VATICAN - What sort of assistance should be given to patients in a vegetative state? International Conference on “ Life-Sustaining Treatments and Vegetative State: Scientific Advances and Ethical Dilemmas” opens today in Rome

Wednesday, 17 March 2004

Vatican City (Fides Service) - Some 370 participants from 42 different countries are in Rome to attend an International Congress on “Life-Sustaining Treatments and Vegetative State: Scientific Advances and Ethical Dilemmas “ organised by the Italian Federation of Associations of Catholic Doctors FIAMC and the Pontifical Academy for Life which opened today, 17 March.
Professor Gianluigi Gigli, Italian Federation of Associations of Catholic Doctors, said that the main objectives of the Conference were to give a correct vision of the persistent vegetative state, a scientific opinion from medical doctors and a popular ethic reflection to create awareness with regard to this serious problem.
“A patient in a vegetative is in a state of unconsciousness, more or less, but this does not mean the patient is no longer to be considered a person and therefore destined to the interruption of all assistance and left to die”. Archbishop Elio Sgreccia, Vice president of the Pontifical Academy for Life said when he presented the Conference to the press.
Progress in medical assistance has led to an increase in the number of patients who depend “artificial” nutrition and hydration in order to stay alive. In many cases these patients can stay in conditions of dependence for years. The most dramatic example is the vegetative state, a clinical condition which occurs when a patient who has experienced a cerebral blow comes out of coma without resuming a life of relations, but does not lose the state of being a person, Mons Sgreccia explained.
In recent years a movement of opinion started in the Anglo-Saxon bio-ethic environment, penetrating professional and scientific societies and landing in Europe. For these currents of thought, as Prof. Gigli said, “artificial” nutrition and hydration, not to mention breathing assistance, are interventions which degrade human dignity and which every person would have the right should they become necessary. For people who leave no instructions in this regard the legal representative or magistrate should provide for the same.
Prof. Gigli said the question of suspending nutrition and hydration has major consequences for the medical profession, moral codes of health institutions and future attitudes of society towards seriously disabled patients.

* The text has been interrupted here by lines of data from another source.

impl ConsoleRegistry {
    pub fn new() -> Self {
        Self::default()
    }

    fn insert(&mut self, key: Box<str>, entry: RegistryEntry) {
        self.entries.insert(key, entry);
    }

    /// Fail if `key` is held by an entry of a kind other than `allowed`.
    /// Known words give way to any real entry.
    fn ensure_free(&self, key: &str, name: &str, allowed: EntryKind) -> Result<(), ConsoleError> {
        match self.entries.get(key).map(RegistryEntry::kind) {
            Some(existing) if existing != allowed && existing != EntryKind::KnownWord => {
                Err(ConsoleError::NameTaken {
                    name: name.to_owned(),
                    existing,
                })
            }
            _ => Ok(()),
        }
    }

    /// Register a command, adding it to the overload set for its name.
    ///
    /// A command with the same signature template as an existing overload
    /// replaces it.
    pub fn register_cmd(&mut self, cmd: ConCommand) -> Result<(), ConsoleError> {
        let key = key(cmd.name());
        self.ensure_free(&key, cmd.name(), EntryKind::Command)?;
        let signature = cmd.compile()?;
        let overload = CommandOverload {
            command: cmd,
            signature,
        };

        if let Some(RegistryEntry::Command(set)) = self.entries.get_mut(&key) {
            let template = overload.command.template();
            match set.iter_mut().find(|o| o.command.template() == template) {
                Some(existing) => {
                    bevy::log::warn!(
                        "Console: Overwriting existing command '{}' ({:?})",
                        overload.command.name(),
                        template.unwrap_or("any")
                    );
                    *existing = overload;
                }
                None => set.push(overload),
            }
            return Ok(());
        }

        self.insert(key, RegistryEntry::Command(vec![overload]));
        Ok(())
    }

    /// Register a variable.
    ///
    /// Returns `Ok(true)` if newly registered, `Ok(false)` if it replaced an
    /// existing variable.
    pub fn register_var(&mut self, cvar: ConVar) -> Result<bool, ConsoleError> {
        let key = key(cvar.name());
        self.ensure_free(&key, cvar.name(), EntryKind::Variable)?;

        let is_duplicate = matches!(self.entries.get(&key), Some(RegistryEntry::Variable(_)));
        if is_duplicate {
            bevy::log::warn!(
                "Console: Overwriting existing entry '{}' with new variable",
                cvar.name()
            );
        }

        self.insert(key, RegistryEntry::Variable(cvar));
        Ok(!is_duplicate)
    }

    /// Define an alias, replacing the template of an existing one.
    pub fn register_alias(&mut self, alias: ConAlias) -> Result<(), ConsoleError> {
        let key = key(alias.name());
        self.ensure_free(&key, alias.name(), EntryKind::Alias)?;

        if let Some(RegistryEntry::Alias(existing)) = self.entries.get_mut(&key) {
            existing.set_template(alias.template());
            return Ok(());
        }
        self.insert(key, RegistryEntry::Alias(alias));
        Ok(())
    }

    /// Add a completion-only word. Ignored if the name is already taken.
    pub fn register_known_word(&mut self, word: &str) -> bool {
        let key = key(word);
        if self.entries.contains_key(&key) {
            return false;
        }
        self.insert(key, RegistryEntry::KnownWord(word.into()));
        true
    }

    /// Remove whatever entry holds `name`.
    pub fn remove(&mut self, name: &str) -> Option<RegistryEntry> {
        self.entries.remove(&*key(name))
    }

    /// Remove an alias. Other entry kinds are left alone.
    pub fn remove_alias(&mut self, name: &str) -> Option<ConAlias> {
        match self.get_entry(name)? {
            RegistryEntry::Alias(_) => match self.remove(name)? {
                RegistryEntry::Alias(alias) => Some(alias),
                _ => None,
            },
            _ => None,
        }
    }

    pub fn get_entry(&self, name: &str) -> Option<&RegistryEntry> {
        self.entries.get(&*key(name))
    }

    pub fn contains(&self, name: &str) -> bool {
        self.entries.contains_key(&*key(name))
    }

    pub fn var(&self, name: &str) -> Option<&ConVar> {
        match self.get_entry(name)? {
            RegistryEntry::Variable(var) => Some(var),
            _ => None,
        }
    }

    pub fn var_mut(&mut self, name: &str) -> Option<&mut ConVar> {
        match self.entries.get_mut(&*key(name))? {
            RegistryEntry::Variable(var) => Some(var),
            _ => None,
        }
    }

    pub fn alias(&self, name: &str) -> Option<&ConAlias> {
        match self.get_entry(name)? {
            RegistryEntry::Alias(alias) => Some(alias),
            _ => None,
        }
    }

    /// Resolve a statement: a command overload accepting the arguments, then
    /// a variable, then an alias.
    pub fn resolve(&self, argv: &ArgumentVector) -> Option<Resolution<'_>> {
        match self.get_entry(argv.name())? {
            RegistryEntry::Command(set) => {
                let args: Vec<&str> = argv.args().collect();
                set.iter()
                    .find(|o| o.accepts(&args))
                    .map(|o| Resolution::Command(&o.command))
            }
            RegistryEntry::Variable(var) => Some(Resolution::Variable(var)),
            RegistryEntry::Alias(alias) => Some(Resolution::Alias(alias)),
            RegistryEntry::KnownWord(_) => None,
        }
    }

    pub fn len(&self) -> usize {
        self.entries.len()
    }

    pub fn is_empty(&self) -> bool {
        self.entries.is_empty()
    }

    /// Entries whose name starts with `prefix` (case-insensitive), sorted.
    pub fn prefix_iter<'a>(&'a self, prefix: &str) -> impl Iterator<Item = &'a RegistryEntry> + use<'a> {
        let prefix = prefix.to_lowercase();
        let range = self
            .entries
            .range::<str, _>((Bound::Included(prefix.as_str()), Bound::Unbounded));
        range
            .take_while(move |(key, _)| key.starts_with(prefix.as_str()))
            .map(|(_, entry)| entry)
    }

    /// Iterate over all entries in sorted order.
    pub fn iter(&self) -> impl Iterator<Item = &RegistryEntry> {
        self.prefix_iter("")
    }

    /// All commands (first overload of each set), sorted.
    pub fn cmds(&self) -> impl Iterator<Item = &ConCommand> {
        self.iter().filter_map(|entry| match entry {
            RegistryEntry::Command(set) => set.first().map(|o| &o.command),
            _ => None,
        })
    }

    /// All variables, sorted.
    pub fn vars(&self) -> impl Iterator<Item = &ConVar> {
        self.iter().filter_map(|entry| match entry {
            RegistryEntry::Variable(var) => Some(var),
            _ => None,
        })
    }

    /// All aliases, sorted.
    pub fn aliases(&self) -> impl Iterator<Item = &ConAlias> {
        self.iter().filter_map(|entry| match entry {
            RegistryEntry::Alias(alias) => Some(alias),
            _ => None,
        })
    }

    /// Iterate over all variables with the ARCHIVE flag.
    pub fn archive_vars(&self) -> impl Iterator<Item = &ConVar> {
        self.vars()
            .filter(|var| var.get_flags().contains(ConVarFlags::ARCHIVE))
    }

    /// Completion candidates for `partial`, sorted, hidden entries excluded.
    pub fn completions(&self, partial: &str) -> Vec<(&str, EntryKind)> {
        self.prefix_iter(partial)
            .filter(|entry| !entry.is_hidden())
            .map(|entry| (entry.name(), entry.kind()))
            .collect()
    }

    /// Find entries by searching both name and description.
    pub fn search(&self, query: &str) -> Vec<&RegistryEntry> {
        let query_lower = query.to_lowercase();

        self.iter()
            .filter(|entry| !entry.is_hidden())
            .filter(|entry| {
                entry.name().to_lowercase().contains(&query_lower)
                    || entry.description().to_lowercase().contains(&query_lower)
            })
            .collect()
    }

    pub fn clear(&mut self) {
        self.entries.clear();
    }
}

Moreover, particularly in Anglo-Saxon countries, there is growing pressure to consider suspension of nutrition and hydration not only for patients in the vegetative state but also for those in prolonged coma, in a state of insanity, serious cognitive deterioration, serious cerebral ictus. There is a danger that such attitudes may lead in the future, also involuntarily, to the diffusion of a pro euthanasia mentality.
The Conference intends to spark deep discussion in which major progress in scientific field are compared with the ethic dilemma raised by controversial and unsolved problems.